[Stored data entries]
◇ ◇ ◇ ◇ ◇
//! The export driver: fetch, partition, write, checkpoint, report.

use std::time::{Duration, Instant};

use anyhow::Result;
use tracing::info;

use crate::fetch::BatchFetch;
use crate::partition::partition;
use crate::progress::ProgressStore;
use crate::{sink, ExportConfig};

/// Terminal loop states. A fatal error (failed fetch, CSV write or
/// checkpoint) leaves the loop early through `?` instead; there is no retry,
/// the operator re-runs and the export resumes from the last checkpoint.
#[derive(Clone, Copy, Debug, PartialEq, Eq)]
enum RunState {
    Running,
    Done,
}

/// Outcome of a completed export run.
#[derive(Debug)]
pub struct ExportStats {
    /// Records written during this run.
    pub records: u64,
    /// Cursor after the last checkpoint.
    pub cursor: u64,
    /// Time spent fetching and writing, summed over batches.
    pub elapsed: Duration,
}

/// Run the export loop until the source is exhausted or the record budget
/// is reached.
///
/// Per iteration: fetch one batch after the cursor, bucket it by date,
/// append every bucket to its CSV file, then — strictly after all writes
/// succeeded — persist the id of the batch's last row. A crash mid-batch
/// therefore never advances the cursor past unwritten rows; the worst case
/// is re-appending an already-written batch on the next run.
pub async fn run_export<F: BatchFetch>(
    fetcher: &mut F,
    store: &ProgressStore,
    cfg: &ExportConfig,
) -> Result<ExportStats> {
    let mut cursor = store.load();
    let mut count: u64 = 0;
    let mut total_elapsed = Duration::ZERO;
    let mut state = RunState::Running;

    if cfg.max_records > 0 {
        info!("Processing {} records", cfg.max_records);
    } else {
        info!("Processing all records");
    }
    info!("Starting after row id {cursor}");

    while state == RunState::Running {
        if cfg.max_records > 0 && count >= cfg.max_records {
            state = RunState::Done;
            continue;
        }

        let started = Instant::now();

        let batch = fetcher.fetch(cursor, cfg.batch_size).await?;

        let last_id = match batch.last() {
            Some(row) => row.id,
            None => {
                state = RunState::Done;
                continue;
            }
        };
        let fetched = batch.len() as u64;

        let buckets = partition(batch);
        let latest_date = buckets.keys().next_back().copied();

        for (date, rows) in &buckets {
            sink::write_rows(&cfg.output_dir, *date, rows)?;
        }

        // All CSV appends for the batch are durable, checkpoint now.
        store.save(last_id)?;
        cursor = last_id;
        count += fetched;

        let elapsed = started.elapsed();
        total_elapsed += elapsed;

        if count % cfg.progress_on_every == 0 {
            let percent = if cfg.max_records > 0 {
                100.0 * count as f64 / cfg.max_records as f64
            } else {
                0.0
            };
            let reached = latest_date
                .map(|d| d.to_string())
                .unwrap_or_else(|| "-".to_string());
            info!(
                "[ {percent:.2}% ] {count} records in {:.2} secs; reached {reached}; max_id {cursor}",
                elapsed.as_secs_f64()
            );
        }
    }

    info!(
        "Done! Total time {:.3} secs. Total records {count}.",
        total_elapsed.as_secs_f64()
    );

    Ok(ExportStats {
        records: count,
        cursor,
        elapsed: total_elapsed,
    })
}
//! MySQL connection bootstrap.

use anyhow::{Context, Result};
use mysql_async::{prelude::*, Conn, OptsBuilder, Pool};
use tracing::info;

use crate::ExportConfig;

/// Build a connection pool from the validated configuration.
pub fn mysql_pool(cfg: &ExportConfig) -> Pool {
    let opts = OptsBuilder::default()
        .ip_or_hostname(cfg.db_host.clone())
        .tcp_port(cfg.db_port)
        .user(Some(cfg.db_user.clone()))
        .pass(Some(cfg.db_pass.clone()))
        .db_name(Some(cfg.db_database.clone()));

    Pool::new(opts)
}

/// Acquire one connection and verify the table is reachable.
///
/// The probe runs before the export loop so connectivity and authentication
/// problems surface at startup instead of mid-run. `table` must already be
/// sanitized.
pub async fn connect_and_probe(pool: &Pool, cfg: &ExportConfig) -> Result<Conn> {
    info!(
        "Connecting to database {}@{}:{}/{} ...",
        cfg.db_user, cfg.db_host, cfg.db_port, cfg.db_database
    );

    let mut conn = pool.get_conn().await.with_context(|| {
        format!(
            "cannot connect to database at '{}:{}'",
            cfg.db_host, cfg.db_port
        )
    })?;

    conn.query_drop(format!("SELECT 1 FROM {} LIMIT 1", cfg.db_table))
        .await
        .with_context(|| format!("probe query failed for table '{}'", cfg.db_table))?;

    info!("Database connection verified");
    Ok(conn)
}
//! Command-line interface for coord-dump
//!
//! # Usage Examples
//!
//! ```bash
//! # Export coordinate records into date-partitioned CSV files,
//! # resuming from the progress file if one exists
//! coord-dump export \
//!   --db-host 127.0.0.1 --db-port 3306 \
//!   --db-database geo --db-user geo --db-pass secret \
//!   --db-table coords \
//!   --output-dir ./output --progress-file ./coord-dump.progress \
//!   --batch-size 1000 --max-records 0 --progress-on-every 100000
//!
//! # Audit the output tree for missing daily files (end date exclusive)
//! coord-dump audit \
//!   --start-date 2013-10-01 --end-date 2013-11-01 \
//!   --output-dir ./output
//! ```

use clap::{Parser, Subcommand};
use tracing::{info, warn};

use coord_dump::fetch::MysqlFetcher;
use coord_dump::progress::ProgressStore;
use coord_dump::{audit, connect, export, AuditOpts, ExportConfig, ExportOpts};

#[derive(Parser)]
#[command(name = "coord-dump")]
#[command(about = "Export geocoordinate records from MySQL into date-partitioned CSV files")]
#[command(long_about = None)]
struct Cli {
    #[command(subcommand)]
    command: Commands,
}

#[derive(Subcommand)]
enum Commands {
    /// Incrementally export the source table, checkpointing after each batch
    Export {
        #[command(flatten)]
        opts: ExportOpts,
    },

    /// Report which daily CSV files are missing within a date range
    Audit {
        #[command(flatten)]
        opts: AuditOpts,
    },
}

#[tokio::main]
async fn main() -> anyhow::Result<()> {
    if let Err(e) = run().await {
        eprintln!("Error: {e:#}");
        std::process::exit(1);
    }
    Ok(())
}

async fn run() -> anyhow::Result<()> {
    // Initialize tracing
    tracing_subscriber::fmt()
        .with_env_filter(tracing_subscriber::EnvFilter::from_default_env())
        .init();

    let cli = Cli::parse();

    match cli.command {
        Commands::Export { opts } => run_export(opts).await,
        Commands::Audit { opts } => run_audit(opts),
    }
}

async fn run_export(opts: ExportOpts) -> anyhow::Result<()> {
    let cfg = opts.validate()?;
    log_settings(&cfg);

    let pool = connect::mysql_pool(&cfg);
    let conn = connect::connect_and_probe(&pool, &cfg).await?;

    let mut fetcher = MysqlFetcher::new(conn, cfg.db_table.clone());
    let store = ProgressStore::new(cfg.progress_file.clone());

    let result = export::run_export(&mut fetcher, &store, &cfg).await;

    // Release the connection and pool on every exit path; a run failure
    // takes precedence over a teardown failure.
    drop(fetcher);
    if let Err(e) = pool.disconnect().await {
        warn!("Failed to close MySQL pool cleanly: {e}");
    }

    let stats = result?;
    info!(
        "Export run complete: {} records, cursor at {}",
        stats.records, stats.cursor
    );
    Ok(())
}

fn run_audit(opts: AuditOpts) -> anyhow::Result<()> {
    let report = audit::audit(&opts.output_dir, opts.start_date, opts.end_date)?;

    println!("Missing:");
    for date in &report.missing {
        println!("{date}");
    }

    println!("Found:");
    for path in &report.found {
        println!("{}", path.display());
    }

    Ok(())
}

/// Log the resolved settings the run will use. The password is omitted.
fn log_settings(cfg: &ExportConfig) {
    info!("Settings:");
    info!("\tDatabase host: {}", cfg.db_host);
    info!("\tDatabase name: {}", cfg.db_database);
    info!("\tDatabase user: {}", cfg.db_user);
    info!("\tDatabase port: {}", cfg.db_port);
    info!("\tDatabase table: {}", cfg.db_table);
    info!("\tOutput dir: {}", cfg.output_dir.display());
    info!("\tProgress file: {}", cfg.progress_file.display());
    info!("\tMax records: {}", cfg.max_records);
    info!("\tBatch size: {}", cfg.batch_size);
    info!("\tProgress on every: {}", cfg.progress_on_every);
}
use std::fmt;

#[derive(Debug)]
pub enum CoreError {
    Note(NoteError),
    Settings(SettingsError),
}

#[derive(Debug, Clone, PartialEq)]
pub enum NoteError {
    /// A nearest-note query ran against a table with no entries.
    EmptyTable,
    UnknownNote { name: String },
}

#[derive(Debug)]
pub enum SettingsError {
    Json(serde_json::Error),
    InvalidField { field: &'static str, reason: String },
}

impl fmt::Display for CoreError {
    fn fmt(&self, f: &mut fmt::Formatter<'_>) -> fmt::Result {
        match self {
            CoreError::Note(e) => write!(f, "Note error: {e}"),
            CoreError::Settings(e) => write!(f, "Settings error: {e}"),
        }
    }
}

impl std::error::Error for CoreError {
    fn source(&self) -> Option<&(dyn std::error::Error + 'static)> {
        match self {
            CoreError::Note(e) => Some(e),
            CoreError::Settings(e) => Some(e),
        }
    }
}

impl fmt::Display for NoteError {
    fn fmt(&self, f: &mut fmt::Formatter<'_>) -> fmt::Result {
        match self {
            NoteError::EmptyTable => write!(f, "Note frequency table is empty"),
            NoteError::UnknownNote { name } => write!(f, "Unknown note '{name}'"),
        }
    }
}

impl std::error::Error for NoteError {}

impl fmt::Display for SettingsError {
    fn fmt(&self, f: &mut fmt::Formatter<'_>) -> fmt::Result {
        match self {
            SettingsError::Json(e) => write!(f, "Invalid settings JSON: {e}"),
            SettingsError::InvalidField { field, reason } => {
                write!(f, "Invalid value for '{field}': {reason}")
            }
        }
    }
}

impl std::error::Error for SettingsError {
    fn source(&self) -> Option<&(dyn std::error::Error + 'static)> {
        match self {
            SettingsError::Json(e) => Some(e),
            SettingsError::InvalidField { .. } => None,
        }
    }
}

impl From<serde_json::Error> for SettingsError {
    fn from(e: serde_json::Error) -> Self {
        SettingsError::Json(e)
    }
}

impl From<NoteError> for CoreError {
    fn from(e: NoteError) -> Self {
        CoreError::Note(e)
    }
}

impl From<SettingsError> for CoreError {
    fn from(e: SettingsError) -> Self {
        CoreError::Settings(e)
    }
}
◇ ◇ ◇ ◇ ◇
— WORK ORDER —
Spot the lines above that mention "crate" and copy them.

— WRITTEN REPLY —
use crate::fetch::BatchFetch;
use crate::partition::partition;
use crate::progress::ProgressStore;
use crate::{sink, ExportConfig};
use crate::ExportConfig;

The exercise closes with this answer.